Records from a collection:
********************

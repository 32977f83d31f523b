//! Model loading with ordered fallbacks.
//!
//! Loading is plain sequential async code: fetch, parse, and on failure move
//! on to the next candidate. The network sits behind [`Fetch`] so the same
//! code runs against `window.fetch` in the browser and an in-memory map in
//! tests.

mod gltf_loader;
mod obj_loader;

use std::collections::HashMap;

use wasm_bindgen::JsCast;
use wasm_bindgen_futures::JsFuture;

use crate::error::{AssetError, js_error_text};
use crate::scene_graph::SceneNode;

pub use gltf_loader::{decode_data_uri, load_gltf, parse_gltf};
pub use obj_loader::{load_obj_with_materials, parse_mtl, parse_obj};

/// Source of raw asset bytes.
#[allow(async_fn_in_trait)]
pub trait Fetch {
    async fn fetch(&self, url: &str) -> Result<Vec<u8>, AssetError>;
}

/// `window.fetch` backed fetcher.
#[derive(Clone, Copy, Debug, Default)]
pub struct HttpFetcher;

impl Fetch for HttpFetcher {
    async fn fetch(&self, url: &str) -> Result<Vec<u8>, AssetError> {
        let window = web_sys::window().ok_or(AssetError::NoWindow)?;
        let fetch_failed = |e: wasm_bindgen::JsValue| AssetError::Fetch {
            url: url.to_string(),
            reason: js_error_text(&e),
        };
        let value = JsFuture::from(window.fetch_with_str(url))
            .await
            .map_err(fetch_failed)?;
        let response: web_sys::Response = value.dyn_into().map_err(fetch_failed)?;
        if !response.ok() {
            return Err(AssetError::Status {
                url: url.to_string(),
                status: response.status(),
            });
        }
        let buffer = JsFuture::from(response.array_buffer().map_err(fetch_failed)?)
            .await
            .map_err(fetch_failed)?;
        Ok(js_sys::Uint8Array::new(&buffer).to_vec())
    }
}

/// In-memory fetcher keyed by URL.
#[derive(Clone, Debug, Default)]
pub struct MemoryFetcher {
    files: HashMap<String, Vec<u8>>,
}

impl MemoryFetcher {
    pub fn new() -> Self {
        Self::default()
    }

    pub fn with(mut self, url: impl Into<String>, bytes: impl Into<Vec<u8>>) -> Self {
        self.files.insert(url.into(), bytes.into());
        self
    }
}

impl Fetch for MemoryFetcher {
    async fn fetch(&self, url: &str) -> Result<Vec<u8>, AssetError> {
        self.files.get(url).cloned().ok_or_else(|| AssetError::Status {
            url: url.to_string(),
            status: 404,
        })
    }
}

#[derive(Clone, Copy, Debug, PartialEq, Eq)]
pub enum ModelFormat {
    /// GLB or glTF JSON.
    Gltf,
    /// Wavefront OBJ without a material library.
    Obj,
}

#[derive(Clone, Debug, PartialEq, Eq)]
pub struct ModelSource {
    pub url: String,
    pub format: ModelFormat,
}

impl ModelSource {
    pub fn gltf(url: impl Into<String>) -> Self {
        Self {
            url: url.into(),
            format: ModelFormat::Gltf,
        }
    }

    pub fn obj(url: impl Into<String>) -> Self {
        Self {
            url: url.into(),
            format: ModelFormat::Obj,
        }
    }
}

pub async fn load_model<F: Fetch + ?Sized>(
    fetcher: &F,
    source: &ModelSource,
) -> Result<SceneNode, AssetError> {
    match source.format {
        ModelFormat::Gltf => load_gltf(fetcher, &source.url).await,
        ModelFormat::Obj => load_obj_with_materials(fetcher, &source.url, None).await,
    }
}

/// Try each source in order and return the first model that loads. The
/// error of the last attempt is returned when all of them fail.
pub async fn load_first<F: Fetch + ?Sized>(
    fetcher: &F,
    sources: &[ModelSource],
) -> Result<SceneNode, AssetError> {
    let mut last = AssetError::NoCandidates;
    for source in sources {
        match load_model(fetcher, source).await {
            Ok(node) => {
                log::info!(
                    "loaded {} ({} meshes, {} triangles)",
                    source.url,
                    node.mesh_count(),
                    node.triangle_count()
                );
                return Ok(node);
            }
            Err(err) => {
                log::warn!("could not load {}: {err}", source.url);
                last = err;
            }
        }
    }
    Err(last)
}

/// Resolve `uri` against the directory of `base`.
pub fn resolve_relative(base: &str, uri: &str) -> String {
    match base.rfind('/') {
        Some(i) => format!("{}{}", &base[..=i], uri),
        None => uri.to_string(),
    }
}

********************

What the exercise asks:
Would you set down all the lines above, exactly and in full?

Task response:
repository 32977f83d31f523b
//! Model loading with ordered fallbacks.
//!
//! Loading is plain sequential async code: fetch, parse, and on failure move
//! on to the next candidate. The network sits behind [`Fetch`] so the same
//! code runs against `window.fetch` in the browser and an in-memory map in
//! tests.

mod gltf_loader;
mod obj_loader;

use std::collections::HashMap;

use wasm_bindgen::JsCast;
use wasm_bindgen_futures::JsFuture;

use crate::error::{AssetError, js_error_text};
use crate::scene_graph::SceneNode;

pub use gltf_loader::{decode_data_uri, load_gltf, parse_gltf};
pub use obj_loader::{load_obj_with_materials, parse_mtl, parse_obj};

/// Source of raw asset bytes.
#[allow(async_fn_in_trait)]
pub trait Fetch {
    async fn fetch(&self, url: &str) -> Result<Vec<u8>, AssetError>;
}

/// `window.fetch` backed fetcher.
#[derive(Clone, Copy, Debug, Default)]
pub struct HttpFetcher;

impl Fetch for HttpFetcher {
    async fn fetch(&self, url: &str) -> Result<Vec<u8>, AssetError> {
        let window = web_sys::window().ok_or(AssetError::NoWindow)?;
        let fetch_failed = |e: wasm_bindgen::JsValue| AssetError::Fetch {
            url: url.to_string(),
            reason: js_error_text(&e),
        };
        let value = JsFuture::from(window.fetch_with_str(url))
            .await
            .map_err(fetch_failed)?;
        let response: web_sys::Response = value.dyn_into().map_err(fetch_failed)?;
        if !response.ok() {
            return Err(AssetError::Status {
                url: url.to_string(),
                status: response.status(),
            });
        }
        let buffer = JsFuture::from(response.array_buffer().map_err(fetch_failed)?)
            .await
            .map_err(fetch_failed)?;
        Ok(js_sys::Uint8Array::new(&buffer).to_vec())
    }
}

/// In-memory fetcher keyed by URL.
#[derive(Clone, Debug, Default)]
pub struct MemoryFetcher {
    files: HashMap<String, Vec<u8>>,
}

impl MemoryFetcher {
    pub fn new() -> Self {
        Self::default()
    }

    pub fn with(mut self, url: impl Into<String>, bytes: impl Into<Vec<u8>>) -> Self {
        self.files.insert(url.into(), bytes.into());
        self
    }
}

impl Fetch for MemoryFetcher {
    async fn fetch(&self, url: &str) -> Result<Vec<u8>, AssetError> {
        self.files.get(url).cloned().ok_or_else(|| AssetError::Status {
            url: url.to_string(),
            status: 404,
        })
    }
}

#[derive(Clone, Copy, Debug, PartialEq, Eq)]
pub enum ModelFormat {
    /// GLB or glTF JSON.
    Gltf,
    /// Wavefront OBJ without a material library.
    Obj,
}

#[derive(Clone, Debug, PartialEq, Eq)]
pub struct ModelSource {
    pub url: String,
    pub format: ModelFormat,
}

impl ModelSource {
    pub fn gltf(url: impl Into<String>) -> Self {
        Self {
            url: url.into(),
            format: ModelFormat::Gltf,
        }
    }

    pub fn obj(url: impl Into<String>) -> Self {
        Self {
            url: url.into(),
            format: ModelFormat::Obj,
        }
    }
}

pub async fn load_model<F: Fetch + ?Sized>(
    fetcher: &F,
    source: &ModelSource,
) -> Result<SceneNode, AssetError> {
    match source.format {
        ModelFormat::Gltf => load_gltf(fetcher, &source.url).await,
        ModelFormat::Obj => load_obj_with_materials(fetcher, &source.url, None).await,
    }
}

/// Try each source in order and return the first model that loads. The
/// error of the last attempt is returned when all of them fail.
pub async fn load_first<F: Fetch + ?Sized>(
    fetcher: &F,
    sources: &[ModelSource],
) -> Result<SceneNode, AssetError> {
    let mut last = AssetError::NoCandidates;
    for source in sources {
        match load_model(fetcher, source).await {
            Ok(node) => {
                log::info!(
                    "loaded {} ({} meshes, {} triangles)",
                    source.url,
                    node.mesh_count(),
                    node.triangle_count()
                );
                return Ok(node);
            }
            Err(err) => {
                log::warn!("could not load {}: {err}", source.url);
                last = err;
            }
        }
    }
    Err(last)
}

/// Resolve `uri` against the directory of `base`.
pub fn resolve_relative(base: &str, uri: &str) -> String {
    match base.rfind('/') {
        Some(i) => format!("{}{}", &base[..=i], uri),
        None => uri.to_string(),
    }
}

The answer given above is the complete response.